Though you are like Gilead to me,

    like the summit of Lebanon,

    I will turn you into a desert—uninhabited cities.

I will summon destroyers against you,

    who will use their weapons

        to cut down your finest cedars

        and hurl them into the fire.

O (Observation): The Lord seems to speaking in odd ways, here. God is threatening to destroy the Temple of the people STAY? Wouldn’t God wish for the people to stay?!?!

Well, God is more than disappointed in the people for worshipping other gods. God has allowed the Babylonians to come in and in a sense, God is inviting the people to trust in God again…this time by telling the people to leave the land God promised them and to trust that God would one day bring them back again.

The really challenging point is that some who will leave the Promised Land won’t survive to see it again…but their offspring will!!!

A (Application): Nothing in life is more difficult than saying goodbye to the old and waiting for the next thing (or taking the step towards that next thing). God’s people are called to trust God, once again, in the Scripture above.

As a person of faith experiencing major life changes (new jobs for me and spouse, moving, selling a house, new schools for kids), we are looking forward to getting settled soon.

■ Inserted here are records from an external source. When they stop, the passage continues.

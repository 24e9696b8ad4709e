//! checkip.amazonaws.com detection source
//!
//! IPv4 only; the service has no IPv6 endpoint.

use std::time::Duration;

use async_trait::async_trait;
use dynip_core::traits::{IpSource, SourceReport};

use crate::extract::ipv4_from_response;
use crate::http::{get_text, probe_url};

const URL: &str = "https://checkip.amazonaws.com";

pub struct CheckIpAwsSource;

#[async_trait]
impl IpSource for CheckIpAwsSource {
    fn name(&self) -> &'static str {
        "checkip.amazonaws.com"
    }

    fn priority(&self) -> u8 {
        5
    }

    async fn probe(&self, client: &reqwest::Client, timeout: Duration) -> bool {
        probe_url(client, URL, timeout).await
    }

    async fn fetch(&self, client: &reqwest::Client, timeout: Duration) -> SourceReport {
        let ipv4 = match get_text(client, URL, timeout).await {
            Some(body) => ipv4_from_response(&body),
            None => None,
        };

        SourceReport { ipv4, ipv6: None }
    }
}
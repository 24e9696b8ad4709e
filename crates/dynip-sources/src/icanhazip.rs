//! icanhazip.com detection source

use std::time::Duration;

use async_trait::async_trait;
use dynip_core::traits::{IpSource, SourceReport};

use crate::extract::{ipv4_from_response, ipv6_from_response};
use crate::http::{get_text, probe_url};

const IPV4_URL: &str = "https://ipv4.icanhazip.com";
const IPV6_URL: &str = "https://ipv6.icanhazip.com";

pub struct ICanHazIpSource;

#[async_trait]
impl IpSource for ICanHazIpSource {
    fn name(&self) -> &'static str {
        "icanhazip.com"
    }

    fn priority(&self) -> u8 {
        4
    }

    async fn probe(&self, client: &reqwest::Client, timeout: Duration) -> bool {
        probe_url(client, IPV4_URL, timeout).await
    }

    async fn fetch(&self, client: &reqwest::Client, timeout: Duration) -> SourceReport {
        let ipv4 = match get_text(client, IPV4_URL, timeout).await {
            Some(body) => ipv4_from_response(&body),
            None => None,
        };
        let ipv6 = match get_text(client, IPV6_URL, timeout).await {
            Some(body) => ipv6_from_response(&body),
            None => None,
        };

        SourceReport { ipv4, ipv6 }
    }
}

We trust God. We have faith. But the stress exists all the same.

So – in the mean time – what to do? Well, do justice! Treat all people fairly. Don’t exploit or mistreat the refugee, the orphan, and the widow. Hmmm??

Well, let’s trust that God will lead us into the way of justice. Let’s trust that God will work through us to be kind to the most vulnerable in our society, instead of treating them like scum or the deplorable. Let us show mercy, that mercy might rule the day.

P (Prayer): Lord, soften the hearts of all of us towards compassion, that we might all benefit from your grace. Amen.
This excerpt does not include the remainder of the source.